What you need to do: Write down each of the records again, exactly and in full.
----------------------------------------
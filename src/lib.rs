//! Semantic Search Cache
//!
//! A caching layer in front of an embedding provider and a vector index:
//! - Exact-match caching of embeddings keyed on normalized text
//! - Semantic caching of search results keyed on query-vector similarity
//! - Targeted invalidation of cached results when documents change

pub mod cli;
pub mod config;
pub mod domain;
pub mod infrastructure;

pub use config::AppConfig;

use std::sync::Arc;
use std::time::Duration;

use tracing::info;

use config::VectorSearchBackend;
use domain::{CacheStore, EmbeddingProvider, VectorSearchService};
use infrastructure::cache::CacheStoreFactory;
use infrastructure::embedding::OpenAiEmbeddingProvider;
use infrastructure::http_client::HttpClient;
use infrastructure::services::CacheOrchestrator;
use infrastructure::vector_search::{InMemoryVectorSearch, PineconeVectorSearch};

/// Connects the configured cache backend
pub async fn create_cache_store(config: &AppConfig) -> anyhow::Result<Arc<dyn CacheStore>> {
    info!("Cache backend: {}", config.cache_server.backend);

    let store = CacheStoreFactory::new()
        .create(&config.cache_server)
        .await
        .map_err(|e| anyhow::anyhow!("Failed to create cache store: {}", e))?;

    Ok(store)
}

/// Builds the OpenAI embedding provider
pub fn create_embedding_provider(config: &AppConfig) -> anyhow::Result<Arc<dyn EmbeddingProvider>> {
    let settings = &config.embedding;

    let api_key = settings.resolved_api_key().ok_or_else(|| {
        anyhow::anyhow!("embedding.api_key (or OPENAI_API_KEY) is required")
    })?;

    let client = HttpClient::with_timeout("openai", Duration::from_secs(settings.timeout_secs))?;
    let mut provider = OpenAiEmbeddingProvider::with_base_url(client, api_key, &settings.base_url)
        .with_model(&settings.model);

    if let Some(dimensions) = settings.dimensions {
        provider = provider.with_dimensions(dimensions);
    }

    info!("Embedding model: {}", settings.model);

    Ok(Arc::new(provider))
}

/// Builds the configured vector index client
pub fn create_vector_search(config: &AppConfig) -> anyhow::Result<Arc<dyn VectorSearchService>> {
    let settings = &config.vector_search;

    match settings.backend {
        VectorSearchBackend::Memory => {
            info!("Vector search backend: in-memory");
            Ok(Arc::new(InMemoryVectorSearch::new()))
        }
        VectorSearchBackend::Pinecone => {
            let host = settings
                .host
                .clone()
                .ok_or_else(|| anyhow::anyhow!("vector_search.host is required for pinecone"))?;
            let api_key = settings.resolved_api_key().ok_or_else(|| {
                anyhow::anyhow!("vector_search.api_key (or PINECONE_API_KEY) is required")
            })?;

            let client =
                HttpClient::with_timeout("pinecone", Duration::from_secs(settings.timeout_secs))?;

            info!("Vector search backend: pinecone ({})", host);
            Ok(Arc::new(PineconeVectorSearch::new(client, host, api_key)))
        }
    }
}

/// Wires the orchestrator from configuration
pub async fn create_orchestrator(config: &AppConfig) -> anyhow::Result<CacheOrchestrator> {
    let store = create_cache_store(config).await?;
    let embedding_provider = create_embedding_provider(config)?;
    let vector_search = create_vector_search(config)?;

    let mut orchestrator = CacheOrchestrator::new(
        store,
        embedding_provider,
        vector_search,
        &config.embedding.model,
        &config.semantic_cache,
    )
    .with_upsert_batch_size(config.vector_search.upsert_batch_size);

    if let Some(dimensions) = config.embedding.dimensions {
        orchestrator = orchestrator.with_dimensions(dimensions);
    }

    if let Some(namespace) = &config.vector_search.default_namespace {
        orchestrator = orchestrator.with_default_namespace(namespace);
    }

    info!(
        threshold = orchestrator.search_cache().threshold(),
        "Semantic cache ready"
    );

    Ok(orchestrator)
}

#[cfg(test)]
mod tests {
    use super::*;

    #[tokio::test]
    async fn test_create_orchestrator_with_memory_backends() {
        let mut config = AppConfig::default();
        config.embedding.api_key = Some("test-key".to_string());
        config.vector_search.default_namespace = Some("products".to_string());

        let orchestrator = create_orchestrator(&config).await.unwrap();

        assert_eq!(orchestrator.embedding_cache().model(), "text-embedding-3-large");
        assert_eq!(orchestrator.search_cache().threshold(), 0.9);
    }

    #[test]
    fn test_pinecone_backend_requires_host() {
        let mut config = AppConfig::default();
        config.vector_search.backend = VectorSearchBackend::Pinecone;
        config.vector_search.api_key = Some("key".to_string());

        assert!(create_vector_search(&config).is_err());
    }
}
mod app_config;

pub use app_config::{
    AppConfig, EmbeddingSettings, LogFormat, LoggingConfig, VectorSearchBackend,
    VectorSearchSettings,
};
----------------------------------------
Answer section:
filename src/lib.rs
//! Semantic Search Cache
//!
//! A caching layer in front of an embedding provider and a vector index:
//! - Exact-match caching of embeddings keyed on normalized text
//! - Semantic caching of search results keyed on query-vector similarity
//! - Targeted invalidation of cached results when documents change

pub mod cli;
pub mod config;
pub mod domain;
pub mod infrastructure;

pub use config::AppConfig;

use std::sync::Arc;
use std::time::Duration;

use tracing::info;

use config::VectorSearchBackend;
use domain::{CacheStore, EmbeddingProvider, VectorSearchService};
use infrastructure::cache::CacheStoreFactory;
use infrastructure::embedding::OpenAiEmbeddingProvider;
use infrastructure::http_client::HttpClient;
use infrastructure::services::CacheOrchestrator;
use infrastructure::vector_search::{InMemoryVectorSearch, PineconeVectorSearch};

/// Connects the configured cache backend
pub async fn create_cache_store(config: &AppConfig) -> anyhow::Result<Arc<dyn CacheStore>> {
    info!("Cache backend: {}", config.cache_server.backend);

    let store = CacheStoreFactory::new()
        .create(&config.cache_server)
        .await
        .map_err(|e| anyhow::anyhow!("Failed to create cache store: {}", e))?;

    Ok(store)
}

/// Builds the OpenAI embedding provider
pub fn create_embedding_provider(config: &AppConfig) -> anyhow::Result<Arc<dyn EmbeddingProvider>> {
    let settings = &config.embedding;

    let api_key = settings.resolved_api_key().ok_or_else(|| {
        anyhow::anyhow!("embedding.api_key (or OPENAI_API_KEY) is required")
    })?;

    let client = HttpClient::with_timeout("openai", Duration::from_secs(settings.timeout_secs))?;
    let mut provider = OpenAiEmbeddingProvider::with_base_url(client, api_key, &settings.base_url)
        .with_model(&settings.model);

    if let Some(dimensions) = settings.dimensions {
        provider = provider.with_dimensions(dimensions);
    }

    info!("Embedding model: {}", settings.model);

    Ok(Arc::new(provider))
}

/// Builds the configured vector index client
pub fn create_vector_search(config: &AppConfig) -> anyhow::Result<Arc<dyn VectorSearchService>> {
    let settings = &config.vector_search;

    match settings.backend {
        VectorSearchBackend::Memory => {
            info!("Vector search backend: in-memory");
            Ok(Arc::new(InMemoryVectorSearch::new()))
        }
        VectorSearchBackend::Pinecone => {
            let host = settings
                .host
                .clone()
                .ok_or_else(|| anyhow::anyhow!("vector_search.host is required for pinecone"))?;
            let api_key = settings.resolved_api_key().ok_or_else(|| {
                anyhow::anyhow!("vector_search.api_key (or PINECONE_API_KEY) is required")
            })?;

            let client =
                HttpClient::with_timeout("pinecone", Duration::from_secs(settings.timeout_secs))?;

            info!("Vector search backend: pinecone ({})", host);
            Ok(Arc::new(PineconeVectorSearch::new(client, host, api_key)))
        }
    }
}

/// Wires the orchestrator from configuration
pub async fn create_orchestrator(config: &AppConfig) -> anyhow::Result<CacheOrchestrator> {
    let store = create_cache_store(config).await?;
    let embedding_provider = create_embedding_provider(config)?;
    let vector_search = create_vector_search(config)?;

    let mut orchestrator = CacheOrchestrator::new(
        store,
        embedding_provider,
        vector_search,
        &config.embedding.model,
        &config.semantic_cache,
    )
    .with_upsert_batch_size(config.vector_search.upsert_batch_size);

    if let Some(dimensions) = config.embedding.dimensions {
        orchestrator = orchestrator.with_dimensions(dimensions);
    }

    if let Some(namespace) = &config.vector_search.default_namespace {
        orchestrator = orchestrator.with_default_namespace(namespace);
    }

    info!(
        threshold = orchestrator.search_cache().threshold(),
        "Semantic cache ready"
    );

    Ok(orchestrator)
}

#[cfg(test)]
mod tests {
    use super::*;

    #[tokio::test]
    async fn test_create_orchestrator_with_memory_backends() {
        let mut config = AppConfig::default();
        config.embedding.api_key = Some("test-key".to_string());
        config.vector_search.default_namespace = Some("products".to_string());

        let orchestrator = create_orchestrator(&config).await.unwrap();

        assert_eq!(orchestrator.embedding_cache().model(), "text-embedding-3-large");
        assert_eq!(orchestrator.search_cache().threshold(), 0.9);
    }

    #[test]
    fn test_pinecone_backend_requires_host() {
        let mut config = AppConfig::default();
        config.vector_search.backend = VectorSearchBackend::Pinecone;
        config.vector_search.api_key = Some("key".to_string());

        assert!(create_vector_search(&config).is_err());
    }
}
mod app_config;

pub use app_config::{
    AppConfig, EmbeddingSettings, LogFormat, LoggingConfig, VectorSearchBackend,
    VectorSearchSettings,
};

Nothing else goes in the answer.